### Work item
A single number is wanted: how many lines of the data include the string "enum".

### Input
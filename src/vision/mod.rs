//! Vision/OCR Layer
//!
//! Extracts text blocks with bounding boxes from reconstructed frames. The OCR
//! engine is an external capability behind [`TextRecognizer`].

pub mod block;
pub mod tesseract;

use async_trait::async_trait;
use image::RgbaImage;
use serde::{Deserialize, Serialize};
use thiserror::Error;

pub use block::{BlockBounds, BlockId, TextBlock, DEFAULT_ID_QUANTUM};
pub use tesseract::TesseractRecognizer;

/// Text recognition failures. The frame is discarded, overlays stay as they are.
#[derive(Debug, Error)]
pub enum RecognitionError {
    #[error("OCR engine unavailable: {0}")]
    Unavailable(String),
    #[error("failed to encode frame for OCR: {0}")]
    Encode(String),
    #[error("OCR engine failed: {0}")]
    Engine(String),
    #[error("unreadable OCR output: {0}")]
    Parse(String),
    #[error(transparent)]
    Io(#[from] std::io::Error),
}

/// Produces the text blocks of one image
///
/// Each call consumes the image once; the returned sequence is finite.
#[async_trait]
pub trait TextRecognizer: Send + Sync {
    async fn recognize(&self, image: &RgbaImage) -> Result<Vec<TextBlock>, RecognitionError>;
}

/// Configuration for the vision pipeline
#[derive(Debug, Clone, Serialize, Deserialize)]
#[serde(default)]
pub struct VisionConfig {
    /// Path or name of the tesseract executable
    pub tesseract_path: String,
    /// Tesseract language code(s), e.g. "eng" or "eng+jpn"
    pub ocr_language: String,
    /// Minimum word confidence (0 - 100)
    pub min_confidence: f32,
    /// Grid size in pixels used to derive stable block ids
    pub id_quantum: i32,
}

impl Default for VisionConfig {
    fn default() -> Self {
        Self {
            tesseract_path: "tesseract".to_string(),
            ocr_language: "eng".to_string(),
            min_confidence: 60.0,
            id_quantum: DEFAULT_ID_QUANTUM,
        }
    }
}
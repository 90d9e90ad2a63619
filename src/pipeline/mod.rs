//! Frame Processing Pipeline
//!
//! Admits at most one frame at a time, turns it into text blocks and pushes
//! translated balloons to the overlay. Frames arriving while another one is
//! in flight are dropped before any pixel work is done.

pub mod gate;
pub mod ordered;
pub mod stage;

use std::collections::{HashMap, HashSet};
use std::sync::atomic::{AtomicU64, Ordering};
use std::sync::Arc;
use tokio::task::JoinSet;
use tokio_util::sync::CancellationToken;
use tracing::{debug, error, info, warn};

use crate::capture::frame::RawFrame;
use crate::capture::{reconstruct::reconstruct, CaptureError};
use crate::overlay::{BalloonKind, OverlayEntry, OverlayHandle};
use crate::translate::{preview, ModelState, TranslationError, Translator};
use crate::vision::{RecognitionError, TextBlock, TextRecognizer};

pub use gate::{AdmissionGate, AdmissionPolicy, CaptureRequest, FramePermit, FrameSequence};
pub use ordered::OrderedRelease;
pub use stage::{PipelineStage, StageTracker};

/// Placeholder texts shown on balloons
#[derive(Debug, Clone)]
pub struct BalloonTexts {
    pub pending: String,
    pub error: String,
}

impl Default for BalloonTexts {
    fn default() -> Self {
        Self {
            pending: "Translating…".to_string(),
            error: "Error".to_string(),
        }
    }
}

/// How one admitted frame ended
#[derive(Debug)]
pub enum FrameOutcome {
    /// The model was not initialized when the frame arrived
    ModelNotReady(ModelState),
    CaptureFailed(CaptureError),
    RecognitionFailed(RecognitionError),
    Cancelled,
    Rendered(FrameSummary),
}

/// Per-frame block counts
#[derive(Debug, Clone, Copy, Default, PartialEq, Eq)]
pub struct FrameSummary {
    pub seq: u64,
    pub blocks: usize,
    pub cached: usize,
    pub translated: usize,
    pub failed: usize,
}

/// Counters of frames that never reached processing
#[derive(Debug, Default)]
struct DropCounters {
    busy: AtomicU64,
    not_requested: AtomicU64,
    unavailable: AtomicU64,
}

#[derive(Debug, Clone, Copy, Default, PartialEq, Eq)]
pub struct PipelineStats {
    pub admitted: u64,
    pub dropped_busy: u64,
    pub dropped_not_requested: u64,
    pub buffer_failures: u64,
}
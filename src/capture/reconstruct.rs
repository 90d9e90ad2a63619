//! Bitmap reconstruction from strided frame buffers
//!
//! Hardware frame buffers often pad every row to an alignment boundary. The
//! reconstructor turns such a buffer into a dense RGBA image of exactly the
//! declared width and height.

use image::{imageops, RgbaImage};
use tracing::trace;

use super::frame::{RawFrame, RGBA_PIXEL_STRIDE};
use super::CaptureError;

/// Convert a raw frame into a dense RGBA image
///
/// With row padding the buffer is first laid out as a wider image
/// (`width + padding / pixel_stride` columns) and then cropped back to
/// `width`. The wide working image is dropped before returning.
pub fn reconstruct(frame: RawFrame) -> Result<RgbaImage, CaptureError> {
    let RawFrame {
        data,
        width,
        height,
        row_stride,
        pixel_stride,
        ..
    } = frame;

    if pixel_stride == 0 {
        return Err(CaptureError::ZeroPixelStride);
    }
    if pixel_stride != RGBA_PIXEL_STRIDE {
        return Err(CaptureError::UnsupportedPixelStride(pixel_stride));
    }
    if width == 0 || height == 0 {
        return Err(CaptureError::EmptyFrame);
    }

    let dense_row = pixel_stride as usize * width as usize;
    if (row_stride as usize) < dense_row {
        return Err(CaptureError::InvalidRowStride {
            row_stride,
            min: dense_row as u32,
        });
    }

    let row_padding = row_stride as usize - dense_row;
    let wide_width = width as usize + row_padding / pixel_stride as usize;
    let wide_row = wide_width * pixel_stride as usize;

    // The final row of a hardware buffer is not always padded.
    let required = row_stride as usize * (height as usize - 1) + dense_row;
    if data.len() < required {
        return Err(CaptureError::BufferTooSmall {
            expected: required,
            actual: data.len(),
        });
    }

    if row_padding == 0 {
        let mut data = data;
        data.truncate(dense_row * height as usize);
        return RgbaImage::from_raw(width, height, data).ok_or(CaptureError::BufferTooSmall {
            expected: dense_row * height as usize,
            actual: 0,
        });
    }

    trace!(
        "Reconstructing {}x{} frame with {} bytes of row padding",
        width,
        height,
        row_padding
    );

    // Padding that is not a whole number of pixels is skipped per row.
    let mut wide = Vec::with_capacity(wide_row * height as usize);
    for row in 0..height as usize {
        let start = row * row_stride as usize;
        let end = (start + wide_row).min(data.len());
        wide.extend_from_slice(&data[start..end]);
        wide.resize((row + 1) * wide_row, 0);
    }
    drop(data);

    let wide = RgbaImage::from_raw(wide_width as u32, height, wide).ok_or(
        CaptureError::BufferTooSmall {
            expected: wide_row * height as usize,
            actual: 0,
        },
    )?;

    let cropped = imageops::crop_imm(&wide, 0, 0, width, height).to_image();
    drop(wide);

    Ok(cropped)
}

### Task output
2